Anyways, I struggled. I have always hung out with white people in white spaces, dated white guys (or at least biracial guys), I think white, I act white, and I’ve had some of the same racist thoughts and behaviors as many of my white friends. I’ve had multicultural groups of friends. And I’ve always felt safe and comfortable in most spaces and been mildly careful in others. It’s all a part of the white supremacist project. So as I began waking up, so to speak, I started learning – reading, talking with others, exploring. My knowledge base has grown significantly, I was coming from behind. I didn’t know my people. I still don’t know my people, to be honest but it isn’t quite what one reading this might expect.
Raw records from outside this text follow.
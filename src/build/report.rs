//! Terminal rendering of a build's event stream.
//!
//! The single consumer of the [`BuildEvent`] channel. Tool output is split
//! into lines and pushed through the diagnostic parser: structured records
//! end up in the issues table, everything else is echoed verbatim.

use super::diagnostics::{Diagnostic, DiagnosticParser, Severity};
use super::events::{BuildEvent, BuildSummary};
use crate::ui;
use colored::*;
use indicatif::{ProgressBar, ProgressStyle};
use std::sync::mpsc::Receiver;

/// Drained result of one build: the summary plus every structured
/// diagnostic seen in compiler/linker output.
pub struct BuildReport {
    pub summary: BuildSummary,
    pub diagnostics: Vec<Diagnostic>,
}

impl BuildReport {
    pub fn error_count(&self) -> usize {
        self.diagnostics
            .iter()
            .filter(|d| d.severity == Severity::Error)
            .count()
    }
}

/// Drain `rx` until the `Finished` event, rendering progress as it comes.
pub fn render(rx: Receiver<BuildEvent>) -> BuildReport {
    let parser = DiagnosticParser::new();
    let mut diagnostics = Vec::new();
    let mut progress: Option<ProgressBar> = None;
    let mut summary = None;

    for event in rx {
        match event {
            BuildEvent::Status(text) => match &progress {
                Some(pb) => pb.println(format!("{} {}", "•".blue(), text)),
                None => println!("{} {}", "•".blue(), text),
            },
            BuildEvent::BatchStarted { total, workers } => {
                println!("{} {} unit(s), {} worker(s)", "⚙".cyan(), total, workers);
                let pb = ProgressBar::new(total as u64);
                pb.set_style(
                    ProgressStyle::default_bar()
                        .template("{bar:40.cyan/blue} {pos}/{len} {msg}")
                        .unwrap()
                        .progress_chars("#>-"),
                );
                progress = Some(pb);
            }
            BuildEvent::UnitStarted(unit) => {
                if let Some(pb) = &progress {
                    pb.set_message(format!("compiling {}", unit.display()));
                    pb.println(format!("   {} compiling: {}", "…".dimmed(), unit.display()));
                    pb.inc(1);
                }
            }
            BuildEvent::ToolOutput(text) => {
                for line in text.lines() {
                    let rendered = match parser.parse_line(line) {
                        Some(diag) => {
                            let colored_line = match diag.severity {
                                Severity::Error => line.red().to_string(),
                                Severity::Warning => line.yellow().to_string(),
                                Severity::Note => line.dimmed().to_string(),
                            };
                            diagnostics.push(diag);
                            colored_line
                        }
                        None => line.to_string(),
                    };
                    match &progress {
                        Some(pb) => pb.println(rendered),
                        None => println!("{}", rendered),
                    }
                }
            }
            BuildEvent::Finished(s) => {
                if let Some(pb) = progress.take() {
                    pb.finish_and_clear();
                }
                summary = Some(s);
                break;
            }
        }
    }

    // A dropped sender without a Finished event counts as a failed build.
    let summary = summary.unwrap_or(BuildSummary {
        profile: crate::config::Profile::Debug,
        compiled: 0,
        up_to_date: 0,
        failed: Vec::new(),
        link_failed: true,
        binary: None,
        elapsed: std::time::Duration::ZERO,
    });

    let report = BuildReport {
        summary,
        diagnostics,
    };
    print_outcome(&report);
    report
}

fn print_outcome(report: &BuildReport) {
    let s = &report.summary;

    if !report.diagnostics.is_empty() {
        let mut table = ui::Table::new(&["File", "Line", "Severity", "Message"]);
        for d in &report.diagnostics {
            table.add_row(vec![
                d.file.clone(),
                d.line.to_string(),
                d.severity.to_string(),
                d.message.clone(),
            ]);
        }
        table.print();
    }

    if s.success() {
        println!(
            "{} Build succeeded: {} compiled, {} up to date ({:.2?})",
            "✓".green(),
            s.compiled,
            s.up_to_date,
            s.elapsed
        );
    } else if !s.failed.is_empty() {
        println!(
            "{} Build failed: {} unit(s) did not compile",
            "x".red(),
            s.failed.len()
        );
    } else if s.link_failed {
        println!("{} Build failed at the link stage", "x".red());
    } else {
        println!("{} Build produced no binary", "x".red());
    }
}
I always thought my people were my white friends. They were my extended family at times. These were people that I grew up with in some way – whether from childhood or in my young adulthood. We leaned on each other and confided in each other.

Something in this latest election snapped inside me. Some of the people who I thought were people I could trust, turned out to be people I can no longer trust. Where I used to walk through the world and the many spaces in which I live/work/play/exist, I now have a lot of suspicion around white folks I don’t know and some that I do. Through my reading and listening to my friends who are people of color, I am learning this is how they have experienced the world all of their lives – every. single. day. all. day. long. And I am exhausted from this short little time that I am walking around, existing, in hostile territory. I never used to see it. Even when it smacked me in the face, I thought of it like some fluke, and oddity, a rare occurrence of racism not the actual way things are all the time. In that way, it was so easy for me to explain away the stories some people told me or I would hear as being some anomaly not the normal state of affairs.

I still don’t know what my identity is. I am a biracial academic woman who is a single mother of two amazing kids who have opened my eyes and opened me up to the world in ways I could never have imagined. That is my identity. I thought I knew what it meant to be white – I likely know this better than most white people do. I still don’t know what it means to be black – I likely never will to some extent. I will never know what it means to be black because of where and how I was raised, who raised me (not meant to be a diss of any kind, just a fact), and the fact that I am racially ambiguous – I can pass in many ways and only recently (in the last 15 years or so) started not allowing myself to pass. I never really questioned this passing before. I wanted to blend in, avoid trouble, and not be singled out so I tried to be a chameleon. It worked for a long time until I had to answer to my kids and realized I have a responsibility to the various communities of which I am a member.

I’m still puzzling over my identity, my growing discomfort in predominantly white spaces with the rising white supremacy and white terrorism, and who my true white allies are because they aren’t who I thought they were.